The 2016 rule still left an out, though, saying that any protections for religious freedom that already existed would supersede any relevant portions of the rule. But even that out wasn’t enough, apparently. Conservative health-care providers basically need an entire legal and administrative edifice to ensure they never have to acknowledge trans people exist.
O’Connor’s opinion is also full of bog-standard religious conservative dog whistles. There’s the praising of religious conservatives for standing up to “government orthodoxy,” complete with a weirdly unnecessary quote from Brave New World. There’s the accusation that the government attorneys were operating from “religious animus.” Finally, there’s O’Connor’s habit of referring to the two organizations that brought the suit as the “Christian Plaintiffs,” suggesting a monolithic Christian view of the appropriateness of providing reproductive health care and trans health care, rather than that these organizations represent evangelical and Catholic providers.

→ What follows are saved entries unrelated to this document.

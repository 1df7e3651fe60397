//! The established peer-to-peer datagram channel.

use std::io;
use std::net::SocketAddr;
use std::time::Duration;

use tokio::net::UdpSocket;
use tokio::time::{timeout_at, Instant};
use tracing::trace;

/// A connected UDP channel to the chosen peer.
///
/// The connection owns the socket the connectivity phase probed with.
/// Receives are filtered: only datagrams whose source matches the chosen
/// remote are returned, everything else is silently discarded. Sends go to
/// the remote with no framing.
///
/// There is no implicit keepalive; NAT bindings stay open only as long as
/// traffic flows.
#[derive(Debug)]
pub struct Connection {
    sock: UdpSocket,
    local: SocketAddr,
    remote: SocketAddr,
    read_limit: Option<Duration>,
    write_limit: Option<Duration>,
}

impl Connection {
    pub(crate) fn new(sock: UdpSocket, local: SocketAddr, remote: SocketAddr) -> Self {
        Self {
            sock,
            local,
            remote,
            read_limit: None,
            write_limit: None,
        }
    }

    /// Receive the next datagram from the peer into `buf`, returning its
    /// length. Datagrams from any other source are dropped without being
    /// observed by the caller.
    ///
    /// # Errors
    ///
    /// Returns the socket's error, or [`io::ErrorKind::TimedOut`] once the
    /// read deadline elapses.
    pub async fn recv(&self, buf: &mut [u8]) -> io::Result<usize> {
        let deadline = self.read_limit.map(|limit| Instant::now() + limit);
        loop {
            let (n, from) = match deadline {
                Some(at) => timeout_at(at, self.sock.recv_from(buf))
                    .await
                    .map_err(|_| deadline_elapsed())??,
                None => self.sock.recv_from(buf).await?,
            };
            if from.to_string() == self.remote.to_string() {
                return Ok(n);
            }
            trace!(%from, "discarding datagram from unrelated source");
        }
    }

    /// Send one datagram to the peer, returning the number of bytes sent.
    ///
    /// # Errors
    ///
    /// Returns the socket's error, or [`io::ErrorKind::TimedOut`] once the
    /// write deadline elapses.
    pub async fn send(&self, buf: &[u8]) -> io::Result<usize> {
        match self.write_limit {
            Some(limit) => timeout_at(Instant::now() + limit, self.sock.send_to(buf, self.remote))
                .await
                .map_err(|_| deadline_elapsed())?,
            None => self.sock.send_to(buf, self.remote).await,
        }
    }

    /// Our address as the peer observed it (the reflexive address carried
    /// in the peer's success response).
    #[must_use]
    pub fn local_addr(&self) -> SocketAddr {
        self.local
    }

    /// The chosen peer address.
    #[must_use]
    pub fn remote_addr(&self) -> SocketAddr {
        self.remote
    }

    /// Limit how long a single [`recv`](Self::recv) may wait. `None`
    /// removes the limit.
    pub fn set_read_timeout(&mut self, limit: Option<Duration>) {
        self.read_limit = limit;
    }

    /// Limit how long a single [`send`](Self::send) may wait. `None`
    /// removes the limit.
    pub fn set_write_timeout(&mut self, limit: Option<Duration>) {
        self.write_limit = limit;
    }

    /// Set both directions at once.
    pub fn set_deadline(&mut self, limit: Option<Duration>) {
        self.read_limit = limit;
        self.write_limit = limit;
    }

    /// Close the channel, releasing the socket.
    pub fn close(self) {}

    /// Give up the filtering wrapper and hand back the raw socket, still
    /// bound to the 5-tuple's local end.
    #[must_use]
    pub fn into_socket(self) -> UdpSocket {
        self.sock
    }
}

fn deadline_elapsed() -> io::Error {
    io::Error::new(io::ErrorKind::TimedOut, "deadline elapsed")
}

Though the problem of conservative judges seems as pernicious as it is depressing, there is a fix, and it’s the obvious one: Pack the court(s). The only way to pack the Supreme Court is to literally expand it, ideally from nine justices to thirteen. That would give President Biden the opportunity to nominate four additional justices, which would help undo Trump’s three terrible appointments. An additional way the composition of the federal courts can be changed for the long haul, though, comes about by having older Clinton or Obama appointees retire, making way for younger Biden appointees who can serve longer.
Some judges did this right away, with one, Judge Victoria Roberts, advising Biden of her plan to resign only 90 minutes after he took office. There are currently 32 vacancies created either by judges who have resigned or who have taken senior status. Judges who take senior status leave the full-time bench and essentially only provide volunteer service to the court, and doing so opens a vacancy for a new judge.
Biden has been moving pretty quickly on vacancies. There are over 100 openings on the federal courts, as not all openings have resulted from retirement or senior status. Eight Biden nominees have been confirmed, and over 30 other nominees are pending.
He’ll need to move fast, though. The GOP has rammed through over two dozen voting restrictions, and it might be hard to hold on to the House, the Senate, and even the presidency in the 2022 and 2024 elections, so getting as many judges in before that happens is critical. Without that, so much of the progress we’ve made could be lost.